The main objective of the study was to identify the determining variables in the prediction of the demand for medical transport. Based on an analysis and review of the literature, eight relevant variables were identified. However, only four of these proved essential for achieving comparable predictive results for service numbers. This reduction in the number of variables not only reduces the computational cost of the prediction models but also improves the interpretability of the results. The four most important variables in the prediction are time slot, health area of departure, day of the week, and the distinction between emergency and scheduled.
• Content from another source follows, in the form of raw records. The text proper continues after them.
//! Deferred-request stream and outcome records.
//!
//! Each node owns one append-only stream and one consumer group. Entries
//! carry a single `payload` field with the serialised request record; a
//! worker that records an outcome acknowledges the entry, so everything in
//! the stream is either acknowledged history or pending under a named
//! consumer.

use crate::error::{GatewayError, GatewayResult};
use crate::kv::KvClient;
use serde::{Deserialize, Serialize};
use std::collections::HashMap;

/// Outcomes survive two days, matching the status-poll contract.
pub const OUTCOME_TTL_SECS: usize = 48 * 60 * 60;

const PAYLOAD_FIELD: &str = "payload";

pub fn stream_key(node_id: &str) -> String {
    format!("stream:{}", node_id)
}

pub fn group_key(node_id: &str) -> String {
    format!("group:{}", node_id)
}

pub fn response_key(ticket_id: &str) -> String {
    format!("response:{}", ticket_id)
}

/// A request admitted past its limit and parked for deferred execution.
#[derive(Debug, Clone, PartialEq, Serialize, Deserialize)]
pub struct DeferredRequest {
    /// Ticket id handed back to the client for status polling.
    pub id: String,
    #[serde(rename = "appId")]
    pub app_id: String,
    pub method: String,
    /// Path relative to the application's base URL, query string included.
    pub path: String,
    pub headers: HashMap<String, String>,
    #[serde(default, skip_serializing_if = "Option::is_none")]
    pub body: Option<Vec<u8>>,
    #[serde(rename = "enqueuedAt")]
    pub enqueued_at: u64,
}

/// Terminal state of a deferred request. `Pending` is only ever synthesised
/// by the status handler; the stored record is always terminal.
#[derive(Debug, Clone, PartialEq, Serialize, Deserialize)]
#[serde(tag = "status", rename_all = "lowercase")]
pub enum Outcome {
    Pending,
    Completed {
        #[serde(rename = "statusCode")]
        status_code: u16,
    },
    Failed {
        error: String,
    },
}

/// One entry as read from the stream: the id to acknowledge plus the raw
/// payload (parsed by the worker so a poison entry can still be drained).
#[derive(Debug, Clone)]
pub struct StreamEntry {
    pub id: String,
    pub payload: String,
}

#[derive(Clone)]
pub struct RequestStream {
    kv: KvClient,
    stream: String,
    group: String,
}

impl RequestStream {
    pub fn new(kv: KvClient, node_id: &str) -> Self {
        Self {
            kv,
            stream: stream_key(node_id),
            group: group_key(node_id),
        }
    }

    pub async fn create_group(&self) -> GatewayResult<()> {
        self.kv.stream_create_group(&self.stream, &self.group).await
    }

    /// Serialise and append a record; returns the stream entry id.
    pub async fn append(&self, request: &DeferredRequest) -> GatewayResult<String> {
        let payload = serde_json::to_string(request)?;
        self.kv
            .stream_append(&self.stream, PAYLOAD_FIELD, &payload)
            .await
    }

    pub async fn read_batch(
        &self,
        consumer: &str,
        count: usize,
        block_ms: usize,
    ) -> GatewayResult<Vec<StreamEntry>> {
        let raw = self
            .kv
            .stream_read_group(&self.stream, &self.group, consumer, count, block_ms)
            .await?;

        let mut entries = Vec::with_capacity(raw.len());
        for (id, mut fields) in raw {
            let value = fields.remove(PAYLOAD_FIELD).ok_or_else(|| {
                GatewayError::Store(format!("stream entry {} missing payload field", id))
            })?;
            let payload: String = redis::from_redis_value(&value).map_err(|e| {
                GatewayError::Store(format!("stream entry {} unreadable: {}", id, e))
            })?;
            entries.push(StreamEntry { id, payload });
        }
        Ok(entries)
    }

    pub async fn ack(&self, entry_id: &str) -> GatewayResult<()> {
        self.kv.stream_ack(&self.stream, &self.group, entry_id).await
    }

    pub async fn len(&self) -> GatewayResult<u64> {
        self.kv.stream_len(&self.stream).await
    }

    pub async fn oldest_pending_id(&self) -> GatewayResult<Option<String>> {
        self.kv
            .stream_oldest_pending(&self.stream, &self.group)
            .await
    }

    pub async fn trim_to_min_id(&self, min_id: &str) -> GatewayResult<u64> {
        self.kv.stream_trim_min_id(&self.stream, min_id).await
    }

    pub async fn trim_to_max_len(&self, max_len: usize) -> GatewayResult<u64> {
        self.kv.stream_trim_max_len(&self.stream, max_len).await
    }

    pub async fn delete_consumer(&self, consumer: &str) -> GatewayResult<u64> {
        self.kv
            .stream_delete_consumer(&self.stream, &self.group, consumer)
            .await
    }
}

/// Outcome records keyed by ticket id.
#[derive(Clone)]
pub struct OutcomeStore {
    kv: KvClient,
}

impl OutcomeStore {
    pub fn new(kv: KvClient) -> Self {
        Self { kv }
    }

    pub async fn record(&self, ticket_id: &str, outcome: &Outcome) -> GatewayResult<()> {
        let json = serde_json::to_string(outcome)?;
        self.kv
            .set_with_ttl(&response_key(ticket_id), &json, OUTCOME_TTL_SECS)
            .await
    }

    pub async fn get(&self, ticket_id: &str) -> GatewayResult<Option<Outcome>> {
        match self.kv.get_string(&response_key(ticket_id)).await? {
            Some(json) => {
                let outcome = serde_json::from_str(&json)?;
                Ok(Some(outcome))
            }
            None => Ok(None),
        }
    }
}
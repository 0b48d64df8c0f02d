//! HTTP request handlers: the proxy path, the status poll, and health.

use axum::body::Body;
use axum::extract::{ConnectInfo, Path, RawQuery, State};
use axum::http::header::{CONTENT_LENGTH, HeaderMap};
use axum::http::{Method, StatusCode};
use axum::response::{IntoResponse, Response};
use axum::Json;
use bytes::Bytes;
use http_body_util::BodyExt;
use hyper::body::Incoming;
use std::collections::HashMap;
use std::net::{IpAddr, SocketAddr};
use tracing::{debug, info};
use uuid::Uuid;

use crate::apps::AppStore;
use crate::error::{GatewayError, GatewayResult};
use crate::kv::KvClient;
use crate::limiter::{now_millis, Decision, RateLimitEngine};
use crate::queue::{DeferredRequest, Outcome, OutcomeStore, RequestStream};
use crate::response::{HealthResponse, QueuedResponse};
use crate::upstream::{is_hop_by_hop, join_url, UpstreamClient};

/// Shared application state, cloned into every handler.
#[derive(Clone)]
pub struct AppState {
    pub apps: AppStore,
    pub engine: RateLimitEngine,
    pub stream: RequestStream,
    pub outcomes: OutcomeStore,
    pub upstream: UpstreamClient,
    pub kv: KvClient,
}

/// Admit-or-enqueue proxy path for any method on `/apis/:app_id/*tail`.
///
/// Admitted requests are forwarded inline and the upstream response relayed
/// back. Over-limit requests are never refused: they are serialised onto
/// this node's stream and the client gets a ticket to poll.
pub async fn proxy(
    State(state): State<AppState>,
    Path((app_id, tail)): Path<(String, String)>,
    RawQuery(query): RawQuery,
    ConnectInfo(remote): ConnectInfo<SocketAddr>,
    method: Method,
    mut headers: HeaderMap,
    body: Bytes,
) -> GatewayResult<Response> {
    let app = state
        .apps
        .get(&app_id)
        .await?
        .ok_or_else(|| GatewayError::NotFound(format!("unknown application: {}", app_id)))?;

    match state.engine.decide(&app_id, &app.rate_limit).await? {
        Decision::Admit => {
            debug!(app_id = %app_id, method = %method, "request admitted");
            append_forwarded_for(&mut headers, remote.ip());

            let target = join_url(&app.base_url, &tail, query.as_deref());
            let forward_body = has_body(&method).then(|| body.clone());
            let response = state
                .upstream
                .send(method, &target, &headers, forward_body)
                .await?;
            relay(response).await
        }
        Decision::Deny => {
            let ticket_id = Uuid::new_v4().to_string();
            let mut path = tail;
            if let Some(query) = query {
                path.push('?');
                path.push_str(&query);
            }

            let record = DeferredRequest {
                id: ticket_id.clone(),
                app_id: app_id.clone(),
                method: method.to_string(),
                path,
                headers: headers_to_map(&headers),
                body: has_body(&method).then(|| body.to_vec()),
                enqueued_at: now_millis(),
            };
            state.stream.append(&record).await?;

            info!(app_id = %app_id, ticket = %ticket_id, "request over limit, queued");
            Ok((
                StatusCode::ACCEPTED,
                Json(QueuedResponse::new(ticket_id)),
            )
                .into_response())
        }
    }
}

/// Outcome poll for a deferred-request ticket. Absence of a record is
/// reported as pending; a stored outcome is returned verbatim.
pub async fn status(
    State(state): State<AppState>,
    Path(ticket_id): Path<String>,
) -> GatewayResult<Json<Outcome>> {
    let outcome = state
        .outcomes
        .get(&ticket_id)
        .await?
        .unwrap_or(Outcome::Pending);
    Ok(Json(outcome))
}

pub async fn health(State(state): State<AppState>) -> Response {
    match state.kv.ping().await {
        Ok(()) => Json(HealthResponse::healthy(true)).into_response(),
        Err(_) => (
            StatusCode::SERVICE_UNAVAILABLE,
            Json(HealthResponse::unhealthy(false)),
        )
            .into_response(),
    }
}

fn has_body(method: &Method) -> bool {
    *method != Method::GET && *method != Method::HEAD
}

/// Append the caller to `x-forwarded-for`, preserving any existing chain.
fn append_forwarded_for(headers: &mut HeaderMap, client: IpAddr) {
    let addr = client.to_string();
    let chain = match headers.get("x-forwarded-for").and_then(|v| v.to_str().ok()) {
        Some(existing) => format!("{}, {}", existing, addr),
        None => addr,
    };
    if let Ok(value) = chain.parse() {
        headers.insert("x-forwarded-for", value);
    }
}

/// Headers into the stored string map; non-UTF-8 values are dropped.
fn headers_to_map(headers: &HeaderMap) -> HashMap<String, String> {
    headers
        .iter()
        .filter_map(|(name, value)| {
            value
                .to_str()
                .ok()
                .map(|v| (name.as_str().to_string(), v.to_string()))
        })
        .collect()
}

/// Relay an upstream response: same status, headers minus hop-by-hop, and
/// the payload bytes passed through unchanged.
async fn relay(response: hyper::Response<Incoming>) -> GatewayResult<Response> {
    let (parts, body) = response.into_parts();
    let bytes = body
        .collect()
        .await
        .map_err(|e| GatewayError::Upstream(format!("failed to read upstream body: {}", e)))?
        .to_bytes();

    let mut builder = axum::http::Response::builder().status(parts.status);
    for (name, value) in parts.headers.iter() {
        if is_hop_by_hop(name) || *name == CONTENT_LENGTH {
            continue;
        }
        builder = builder.header(name, value);
    }

    builder
        .body(Body::from(bytes))
        .map_err(|e| GatewayError::Internal(format!("failed to build response: {}", e)))
}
In this case, the amount of fleet (which was the most important factor in
Figure 1) was not of interest since it is something that can be determined when the prediction based on it is known. This research has made it possible, on the one hand, to counter previous research with a new data set and, on the other hand, to determine that the gradient boosting algorithm yields similar results to previous ones. In addition, as a novelty, an analysis of the variation in the metrics has been carried out as the number of variables used increases.
Several promising lines of future research have emerged from this study. Firstly, exploring different predictive models and their respective hyperparameters is a logical next step. Using a comparative benchmarking approach, balancing computational expense with model interpretability, can help identify the best strategies. Additionally, exploring real-time data integration could further enhance prediction accuracy.